There was no way that either man could have known that petroleum would become the biggest business in the world.
Today we know that fossil fuels are finite resources.
We cannot say exactly when they will run out, but we know with absolute certainty that we must find replacements.
We know that Scotland has a unique natural endowment - an estimated quarter of Europe's offshore wind and tidal resource, a tenth of its wave energy potential.
Scotland therefore has an opportunity to be among the pioneers of the 21st century energy revolution. To be at the forefront of the global low carbon economy.
John Rockefeller could not have predicted the success nor the size of the oil industry. We can foresee and predict with near certainty that renewables will become massive businesses employing millions throughout the globe.
The Scottish Government has pledged to move further and faster to secure Scotland's place as the green energy powerhouse of Europe. Aim high - or be left behind.

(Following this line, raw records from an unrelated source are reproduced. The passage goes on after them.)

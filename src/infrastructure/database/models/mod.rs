pub mod chunk_model;
pub mod document_model;

pub use chunk_model::*;
pub use document_model::*;
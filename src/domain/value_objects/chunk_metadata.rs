use chrono::{DateTime, Utc};
use serde::{Deserialize, Serialize};
use serde_json::Value;
use std::collections::BTreeMap;
use uuid::Uuid;

use super::DocumentType;

/// Free-form metadata attached to every stored chunk. The well-known keys
/// are written through the typed setters below.
#[derive(Debug, Clone, Default, PartialEq, Serialize, Deserialize)]
#[serde(transparent)]
pub struct ChunkMetadata {
    properties: BTreeMap<String, Value>,
}

impl ChunkMetadata {
    pub fn new() -> Self {
        Self::default()
    }

    pub fn for_chunk(
        document_id: Uuid,
        file_name: &str,
        file_type: DocumentType,
        chunk_index: usize,
        chunk_start: usize,
        upload_time: DateTime<Utc>,
    ) -> Self {
        Self::new()
            .with_property("document_id", Value::String(document_id.to_string()))
            .with_property("filename", Value::String(file_name.to_string()))
            .with_property("file_type", Value::String(file_type.to_string()))
            .with_property("chunk_index", Value::from(chunk_index))
            .with_property("chunk_start", Value::from(chunk_start))
            .with_property("upload_time", Value::String(upload_time.to_rfc3339()))
    }

    pub fn with_property(mut self, key: &str, value: Value) -> Self {
        self.properties.insert(key.to_string(), value);
        self
    }

    pub fn set_property(&mut self, key: &str, value: Value) {
        self.properties.insert(key.to_string(), value);
    }

    pub fn get_property(&self, key: &str) -> Option<&Value> {
        self.properties.get(key)
    }

    pub fn document_id(&self) -> Option<Uuid> {
        self.get_property("document_id")
            .and_then(|v| v.as_str())
            .and_then(|s| Uuid::parse_str(s).ok())
    }

    pub fn file_name(&self) -> Option<&str> {
        self.get_property("filename").and_then(|v| v.as_str())
    }

    pub fn chunk_index(&self) -> Option<u64> {
        self.get_property("chunk_index").and_then(|v| v.as_u64())
    }

    pub fn len(&self) -> usize {
        self.properties.len()
    }

    pub fn is_empty(&self) -> bool {
        self.properties.is_empty()
    }
}

impl From<ChunkMetadata> for Value {
    fn from(metadata: ChunkMetadata) -> Self {
        Value::Object(metadata.properties.into_iter().collect())
    }
}

impl TryFrom<Value> for ChunkMetadata {
    type Error = String;

    fn try_from(value: Value) -> Result<Self, Self::Error> {
        match value {
            Value::Object(map) => Ok(Self {
                properties: map.into_iter().collect(),
            }),
            Value::Null => Ok(Self::new()),
            other => Err(format!("Chunk metadata must be an object, got {}", other)),
        }
    }
}
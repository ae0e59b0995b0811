use async_trait::async_trait;
use reqwest::Client;
use serde::{Deserialize, Serialize};
use std::time::Duration;
use tracing::debug;
use url::Url;

use crate::application::ports::inference_client::{
    GenerationResponse, InferenceClient, InferenceError,
};
use crate::config::InferenceConfig;
use super::api_url;

#[derive(Serialize)]
struct GenerateRequest<'a> {
    model: &'a str,
    prompt: &'a str,
    stream: bool,
}

#[derive(Deserialize)]
struct GenerateResponse {
    #[serde(default)]
    response: String,
    /// Nanoseconds.
    total_duration: Option<u64>,
}

/// Non-streaming completions from an Ollama server's `/api/generate`.
/// Each call is made exactly once; failures go straight back to the caller.
#[derive(Debug, Clone)]
pub struct OllamaInferenceClient {
    client: Client,
    endpoint: Url,
    model: String,
    timeout_secs: u64,
}

impl OllamaInferenceClient {
    pub fn new(config: &InferenceConfig) -> Result<Self, InferenceError> {
        let endpoint = api_url(&config.base_url, "api/generate")
            .map_err(|e| InferenceError::InvalidResponse(e.to_string()))?;

        let client = Client::builder()
            .timeout(Duration::from_secs(config.timeout_secs))
            .build()
            .map_err(|e| InferenceError::Unreachable(e.to_string()))?;

        Ok(Self {
            client,
            endpoint,
            model: config.model.clone(),
            timeout_secs: config.timeout_secs,
        })
    }

    pub fn endpoint(&self) -> &Url {
        &self.endpoint
    }
}

#[async_trait]
impl InferenceClient for OllamaInferenceClient {
    async fn generate(&self, prompt: &str) -> Result<GenerationResponse, InferenceError> {
        let response = self
            .client
            .post(self.endpoint.clone())
            .json(&GenerateRequest {
                model: &self.model,
                prompt,
                stream: false,
            })
            .send()
            .await
            .map_err(|e| {
                if e.is_timeout() {
                    InferenceError::Timeout(self.timeout_secs)
                } else {
                    InferenceError::Unreachable(e.without_url().to_string())
                }
            })?;

        let status = response.status();
        if !status.is_success() {
            let message = response.text().await.unwrap_or_default();
            return Err(InferenceError::ApiError {
                status: status.as_u16(),
                message,
            });
        }

        let parsed: GenerateResponse = response.json().await.map_err(|e| {
            if e.is_timeout() {
                InferenceError::Timeout(self.timeout_secs)
            } else {
                InferenceError::InvalidResponse(e.to_string())
            }
        })?;

        let total_duration_ms = parsed.total_duration.map(|ns| ns / 1_000_000);
        debug!(
            "{} generated {} chars in {:?} ms",
            self.model,
            parsed.response.len(),
            total_duration_ms
        );

        Ok(GenerationResponse {
            text: parsed.response,
            model: self.model.clone(),
            total_duration_ms,
        })
    }

    fn model_name(&self) -> &str {
        &self.model
    }
}

#[cfg(test)]
mod tests {
    use super::*;

    fn client(url: &str) -> OllamaInferenceClient {
        OllamaInferenceClient::new(&InferenceConfig {
            base_url: Url::parse(url).unwrap(),
            model: "qwen2.5:7b".to_string(),
            timeout_secs: 1,
        })
        .unwrap()
    }

    #[test]
    fn test_request_is_non_streaming() {
        let body = serde_json::to_value(GenerateRequest {
            model: "qwen2.5:7b",
            prompt: "hi",
            stream: false,
        })
        .unwrap();

        assert_eq!(
            body,
            serde_json::json!({ "model": "qwen2.5:7b", "prompt": "hi", "stream": false })
        );
    }

    #[test]
    fn test_response_tolerates_missing_fields() {
        let parsed: GenerateResponse = serde_json::from_str(r#"{"done": true}"#).unwrap();
        assert!(parsed.response.is_empty());
        assert!(parsed.total_duration.is_none());
    }

    #[tokio::test]
    async fn test_unreachable_server() {
        let client = client("http://127.0.0.1:9");
        assert_eq!(client.endpoint().as_str(), "http://127.0.0.1:9/api/generate");

        let err = client.generate("hello").await.unwrap_err();
        assert!(matches!(
            err,
            InferenceError::Unreachable(_) | InferenceError::Timeout(_)
        ));
    }
}
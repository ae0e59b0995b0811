use async_trait::async_trait;
use diesel::prelude::*;
use diesel::upsert::excluded;
use pgvector::{Vector, VectorExpressionMethods};
use uuid::Uuid;

use crate::domain::entities::{ContentChunk, ScoredChunk};
use crate::domain::repositories::{VectorRecord, VectorStore, vector_store::VectorStoreError};
use crate::infrastructure::database::models::{DocumentChunkModel, NewDocumentChunkModel};
use crate::infrastructure::database::schema::document_chunks::dsl::*;
use crate::infrastructure::database::{DbPool, get_connection_from_pool};

const BACKEND: &str = "pgvector";

/// Rows per INSERT statement; keeps well under PostgreSQL's bind limit.
const INSERT_BATCH_ROWS: usize = 1000;

/// Chunk vectors in a `vector` column, searched with the `<=>` cosine
/// distance operator.
pub struct PgVectorStore {
    pool: DbPool,
    dimension: usize,
}

impl PgVectorStore {
    pub fn new(pool: DbPool, dimension: usize) -> Self {
        Self { pool, dimension }
    }

    fn check_dimension(&self, actual: usize) -> Result<(), VectorStoreError> {
        if actual != self.dimension {
            return Err(VectorStoreError::DimensionMismatch {
                expected: self.dimension,
                actual,
            });
        }
        Ok(())
    }
}

fn backend_error(e: impl std::fmt::Display) -> VectorStoreError {
    VectorStoreError::backend(BACKEND, e)
}

#[async_trait]
impl VectorStore for PgVectorStore {
    async fn add(&self, records: &[VectorRecord]) -> Result<(), VectorStoreError> {
        if records.is_empty() {
            return Ok(());
        }
        for record in records {
            self.check_dimension(record.embedding.dimension())?;
        }

        let rows: Vec<NewDocumentChunkModel> =
            records.iter().map(NewDocumentChunkModel::from).collect();

        let mut conn = get_connection_from_pool(&self.pool).map_err(backend_error)?;

        conn.transaction::<_, diesel::result::Error, _>(|conn| {
            for batch in rows.chunks(INSERT_BATCH_ROWS) {
                diesel::insert_into(document_chunks)
                    .values(batch)
                    .on_conflict(id)
                    .do_update()
                    .set((
                        chunk_text.eq(excluded(chunk_text)),
                        chunk_start.eq(excluded(chunk_start)),
                        metadata.eq(excluded(metadata)),
                        model_name.eq(excluded(model_name)),
                        embedding.eq(excluded(embedding)),
                        generated_at.eq(excluded(generated_at)),
                    ))
                    .execute(conn)?;
            }
            Ok(())
        })
        .map_err(backend_error)
    }

    async fn search(
        &self,
        query_vector: &Vector,
        top_k: usize,
    ) -> Result<Vec<ScoredChunk>, VectorStoreError> {
        self.check_dimension(query_vector.as_slice().len())?;

        let mut conn = get_connection_from_pool(&self.pool).map_err(backend_error)?;

        let rows: Vec<(DocumentChunkModel, f64)> = document_chunks
            .select((
                DocumentChunkModel::as_select(),
                embedding.cosine_distance(query_vector.clone()),
            ))
            .order((embedding.cosine_distance(query_vector.clone()), id.asc()))
            .limit(top_k as i64)
            .load(&mut conn)
            .map_err(backend_error)?;

        rows.into_iter()
            .map(|(model, distance)| {
                let chunk = ContentChunk::try_from(model).map_err(backend_error)?;
                Ok(ScoredChunk {
                    chunk,
                    score: (1.0 - distance) as f32,
                })
            })
            .collect()
    }

    async fn chunks_for_document(
        &self,
        owner_id: Uuid,
    ) -> Result<Vec<ContentChunk>, VectorStoreError> {
        let mut conn = get_connection_from_pool(&self.pool).map_err(backend_error)?;

        let models = document_chunks
            .filter(document_id.eq(owner_id))
            .select(DocumentChunkModel::as_select())
            .order(chunk_index.asc())
            .load(&mut conn)
            .map_err(backend_error)?;

        models
            .into_iter()
            .map(|model| ContentChunk::try_from(model).map_err(backend_error))
            .collect()
    }

    async fn delete_by_document(&self, owner_id: Uuid) -> Result<u64, VectorStoreError> {
        let mut conn = get_connection_from_pool(&self.pool).map_err(backend_error)?;

        let deleted_count = diesel::delete(document_chunks.filter(document_id.eq(owner_id)))
            .execute(&mut conn)
            .map_err(backend_error)?;

        Ok(deleted_count as u64)
    }

    async fn count(&self) -> Result<u64, VectorStoreError> {
        let mut conn = get_connection_from_pool(&self.pool).map_err(backend_error)?;

        let total: i64 = document_chunks
            .count()
            .get_result(&mut conn)
            .map_err(backend_error)?;

        Ok(total as u64)
    }

    fn backend_name(&self) -> &'static str {
        BACKEND
    }
}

We have committed to generating 100% of Scotland's electricity demand from renewable sources by 2020.
The target sends a clear signal that Scotland has the political will as well as the natural resources, technical expertise, and industrial capacity.
We will publish our Scottish Renewables Roadmap in the next few weeks, which will set out a clear route to achieve our renewable targets - which cover electricity, heat and transport. Let me be clear that by 2020:
- Scotland will be sourcing at least 11 per cent of its heat demand from renewable sources, including biomass, heat pumps and solar thermal
- Scotland will be generating 100 per cent of its electricity consumption from renewables
- There will be a doubling of electricity generation equivalent to 200 per cent of our consumption
- The additional electricity generation will be met by thermal plants, progressively fitted with Carbon Capture and Storage, to full decarbonisation by 2030
- Substantial grid upgrades and investment in electricity storage and demand management will see a responsive, flexible grid that balances renewable generation effectively
- Scotland will continue to export substantial amounts of electricity throughout the year - and this will become lower and lower carbon, helping the UK and the EU meet their renewables and climate change targets
Our Energy Efficiency Action Plan, published last year, heralds energy efficiency as the simplest and most cost-effective way to reduce emissions, maximise the productivity of our renewables resources and provide a positive effect on energy bills. This in turn will reduce fuel poverty and allow householders and businesses to spend the money they save in other parts of the economy. We want affordable housing with affordable warmth.
Our target to reduce total final energy consumption in Scotland over the period to 2020 stands at 12%. Meeting this target and reducing our energy requirements will not only help us meet our 2020 emissions reduction target, it will also make our renewables targets more easily achievable.
Progress - Hydro and Onshore Wind
Renewable energy in Scotland has come a long way. Our hydro legacy, together with the growth of onshore wind in the period since devolution means that renewables now deliver almost a third of our annual electricity demand.
The last 4 years saw a significant increase in the rate of deployment, with Ministers consenting 42 renewables projects - more than double the number for the previous 4 years.
Hydro will continue to provide electricity in Scotland long into the future. There are opportunities for new hydro schemes, and we'll need more pumped storage to help balance electricity supply and demand.
I would like to set a challenge to developers to come up with more hydro schemes, in harmony with the local environment. The hydro revolution isn't just a memory from the forties and fifties: it can be now.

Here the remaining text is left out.